The opening tune of the series was composed by Nurit Hirsch.

Synopsis 

The series focuses on an extended Israeli family which lives in three apartments iresidential apartment building in the center of Tel Aviv. Ilan and Tiki, and their daughter Galia live on the third floor, Yehoram (Tiki's brother) and Liora live on the second floor with their three children - Eviatar, Efrat and Molly. Hannah, who is Yehoram and Tiki's aunt, live on the first floor.

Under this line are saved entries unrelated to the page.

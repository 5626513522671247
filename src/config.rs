//! Application settings.
//!
//! Every field has a default, so a settings file only needs the values it
//! changes:
//!
//! ```
//! use crud_kit::config::Settings;
//!
//! let settings = Settings::from_json_str(r#"{ "default_ttl_ms": 60000 }"#).unwrap();
//! assert_eq!(settings.default_ttl().as_secs(), 60);
//! assert_eq!(settings.cache_prefix, "app_cache_");
//! ```

use crate::error::{Error, Result};
use crate::key::DEFAULT_CACHE_PREFIX;
use crate::notification::DEFAULT_DISPLAY_DURATION;
use crate::observability::DEFAULT_TTL;
use serde::{Deserialize, Serialize};
use std::time::Duration;

/// Base URL of the JSON API backing the resource services.
pub const DEFAULT_API_BASE_URL: &str = "https://jsonplaceholder.typicode.com";

/// Top-level settings.
#[derive(Clone, Debug, PartialEq, Eq, Serialize, Deserialize)]
#[serde(default)]
pub struct Settings {
    pub api_base_url: String,
    pub cache_prefix: String,
    pub default_ttl_ms: u64,
    pub notification_duration_ms: u64,
    pub messages: Messages,
}

impl Default for Settings {
    fn default() -> Self {
        Settings {
            api_base_url: DEFAULT_API_BASE_URL.to_string(),
            cache_prefix: DEFAULT_CACHE_PREFIX.to_string(),
            default_ttl_ms: DEFAULT_TTL.as_millis() as u64,
            notification_duration_ms: DEFAULT_DISPLAY_DURATION.as_millis() as u64,
            messages: Messages::default(),
        }
    }
}

impl Settings {
    /// Parse settings from JSON and validate them.
    pub fn from_json_str(json: &str) -> Result<Self> {
        let settings: Settings = serde_json::from_str(json)
            .map_err(|e| Error::ConfigError(format!("Invalid settings: {}", e)))?;
        settings.validate()?;
        Ok(settings)
    }

    /// Reject settings the cache layer cannot work with.
    pub fn validate(&self) -> Result<()> {
        if self.api_base_url.trim().is_empty() {
            return Err(Error::ConfigError("api_base_url must not be empty".into()));
        }
        if self.default_ttl_ms == 0 {
            return Err(Error::ConfigError("default_ttl_ms must be positive".into()));
        }
        Ok(())
    }

    pub fn with_api_base_url(mut self, url: impl Into<String>) -> Self {
        self.api_base_url = url.into();
        self
    }

    pub fn with_cache_prefix(mut self, prefix: impl Into<String>) -> Self {
        self.cache_prefix = prefix.into();
        self
    }

    pub fn with_default_ttl(mut self, ttl: Duration) -> Self {
        self.default_ttl_ms = ttl.as_millis() as u64;
        self
    }

    pub fn with_notification_duration(mut self, duration: Duration) -> Self {
        self.notification_duration_ms = duration.as_millis() as u64;
        self
    }

    pub fn with_messages(mut self, messages: Messages) -> Self {
        self.messages = messages;
        self
    }

    pub fn default_ttl(&self) -> Duration {
        Duration::from_millis(self.default_ttl_ms)
    }

    pub fn notification_duration(&self) -> Duration {
        Duration::from_millis(self.notification_duration_ms)
    }
}

/// Texts shown by a resource controller.
///
/// The `*_failed` texts are fallbacks, used only when the error itself has
/// nothing better to say.
#[derive(Clone, Debug, PartialEq, Eq, Serialize, Deserialize)]
#[serde(default)]
pub struct Messages {
    pub fetch_failed: String,
    pub create_succeeded: String,
    pub create_failed: String,
    pub update_succeeded: String,
    pub update_failed: String,
    pub delete_succeeded: String,
    pub delete_failed: String,
}

impl Default for Messages {
    fn default() -> Self {
        Messages {
            fetch_failed: "Failed to fetch data".to_string(),
            create_succeeded: "Congratulations! The user has been added".to_string(),
            create_failed: "Failed to add the user".to_string(),
            update_succeeded: "Congratulations! The user has been updated".to_string(),
            update_failed: "Failed to update the user".to_string(),
            delete_succeeded: "Congratulations! The user has been deleted".to_string(),
            delete_failed: "Failed to delete the user".to_string(),
        }
    }
}

impl Messages {
    /// Generic texts for a resource named `name`, e.g. "post".
    pub fn for_resource(name: &str) -> Self {
        Messages {
            fetch_failed: "Failed to fetch data".to_string(),
            create_succeeded: format!("Congratulations! The {} has been added", name),
            create_failed: format!("Failed to add the {}", name),
            update_succeeded: format!("Congratulations! The {} has been updated", name),
            update_failed: format!("Failed to update the {}", name),
            delete_succeeded: format!("Congratulations! The {} has been deleted", name),
            delete_failed: format!("Failed to delete the {}", name),
        }
    }
}
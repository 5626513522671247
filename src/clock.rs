//! Wall-clock source for cache entry timestamps.

use std::sync::atomic::{AtomicU64, Ordering};
use std::sync::Arc;
use std::time::{SystemTime, UNIX_EPOCH};

/// Source of "now" in milliseconds since the Unix epoch.
pub trait Clock: Send + Sync {
    fn now_millis(&self) -> u64;
}

/// Clock backed by the system time.
#[derive(Clone, Copy, Debug, Default)]
pub struct SystemClock;

impl Clock for SystemClock {
    fn now_millis(&self) -> u64 {
        SystemTime::now()
            .duration_since(UNIX_EPOCH)
            .map(|d| d.as_millis() as u64)
            .unwrap_or(0)
    }
}

/// Manually driven clock for tests.
///
/// Clones share the same instant, so a clock handed to a store can be
/// advanced from the test body.
#[derive(Clone, Debug, Default)]
pub struct ManualClock {
    now: Arc<AtomicU64>,
}

impl ManualClock {
    pub fn new(start_millis: u64) -> Self {
        ManualClock {
            now: Arc::new(AtomicU64::new(start_millis)),
        }
    }

    pub fn advance(&self, millis: u64) {
        self.now.fetch_add(millis, Ordering::SeqCst);
    }

    pub fn set(&self, millis: u64) {
        self.now.store(millis, Ordering::SeqCst);
    }
}

impl Clock for ManualClock {
    fn now_millis(&self) -> u64 {
        self.now.load(Ordering::SeqCst)
    }
}
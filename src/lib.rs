//! # crud-kit
//!
//! Offline-first resource caching and CRUD state management for JSON APIs.
//!
//! ## Features
//!
//! - **Stale-While-Revalidate:** Serve fresh cached data at once and refresh it in the background
//! - **Offline Aware:** Cached data, even expired, is served without a fetch while offline
//! - **Degraded Reads:** A failed fetch falls back to whatever is cached
//! - **Generic Controllers:** One list/create/update/delete lifecycle for any [`Resource`]
//! - **Pluggable Storage:** In-memory and file backends behind [`StorageBackend`](backend::StorageBackend)
//! - **Explicit Contexts:** Connectivity and notifications are objects you construct and share
//!
//! ## Quick Start
//!
//! ### Cached reads
//!
//! ```ignore
//! use crud_kit::{
//!     backend::InMemoryBackend, CacheExpander, CacheStore, ConnectivityMonitor, OperationConfig,
//! };
//!
//! let connectivity = ConnectivityMonitor::new();
//! let cache = CacheExpander::new(CacheStore::new(InMemoryBackend::new()), connectivity.clone());
//!
//! // Fresh entry: returned immediately, refreshed in the background
//! let users: Vec<User> = cache
//!     .with_cache("users", || fetch_users(), OperationConfig::default())
//!     .await?;
//!
//! // Pull-to-refresh: always fetch, fall back to the cache on failure
//! let users: Vec<User> = cache
//!     .with_cache("users", || fetch_users(), OperationConfig::default().force_refresh())
//!     .await?;
//! ```
//!
//! ### Resource controllers
//!
//! ```ignore
//! use crud_kit::{api::ApiClient, services::Services, NotificationCenter, ResourceController};
//! use std::sync::Arc;
//!
//! let services = Services::new(ApiClient::from_settings(&settings)?, cache);
//! let notifications = NotificationCenter::new();
//! let users = ResourceController::new(services.users.bindings(), Arc::new(notifications.clone()));
//!
//! users.fetch_all().await;
//! users.create_item(draft).await?;
//! println!("{} users, error: {:?}", users.items().len(), users.error_message());
//! ```

#[macro_use]
extern crate log;

pub mod api;
pub mod backend;
pub mod clock;
pub mod config;
pub mod connectivity;
pub mod controller;
pub mod entity;
pub mod error;
pub mod expander;
pub mod key;
pub mod models;
pub mod notification;
pub mod observability;
pub mod repository;
pub mod serialization;
pub mod services;
pub mod store;
pub mod strategy;

// Re-exports for convenience
pub use config::Settings;
pub use connectivity::ConnectivityMonitor;
pub use controller::{ResourceController, ResourceState};
pub use entity::{EntityId, Resource};
pub use error::{Error, Result};
pub use expander::{CacheExpander, OperationConfig};
pub use notification::{NotificationCenter, NotificationKind, Notifier};
pub use repository::CrudRepository;
pub use store::CacheStore;
pub use strategy::{CacheStrategy, Resolution};

/// Library version
pub const VERSION: &str = env!("CARGO_PKG_VERSION");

The series dealt mainly with a variety of topics from everyday life situations of typical middle class urban secular Israeli families in Israel in the 1980s, such as school plays, IDF Flight course, Vegetarianism, Astrology, elections for the board of the Condominium, dealing with burglary, celebrating birthdays, and other satirical and social topics such as inflation, Israel–United States relations, hiring an Israeli Arab house keeper, Mizrahim-Ashkenazim relations, Intermarriages, etc.

Cast

Main characters 

Most of the characters in the series were called by the first names of the actors. In addition, it was decided that the main characters won't have last names.

 Hanna (played by Hanna Maron) – Yehoram and Tiki's aunt, who lives in her own apartment in the same building. She is vibrant, sassy, and full of energy, tends to regularly comes up with bright and amusing ideas. Despite being the oldest in the group Hanna proves to actually be the youngest in spirit and openness to new ideas. She has conversations with her plants to relieve her boredom. Answering "Open!" when her door bell rings became the main hallmarks of the series.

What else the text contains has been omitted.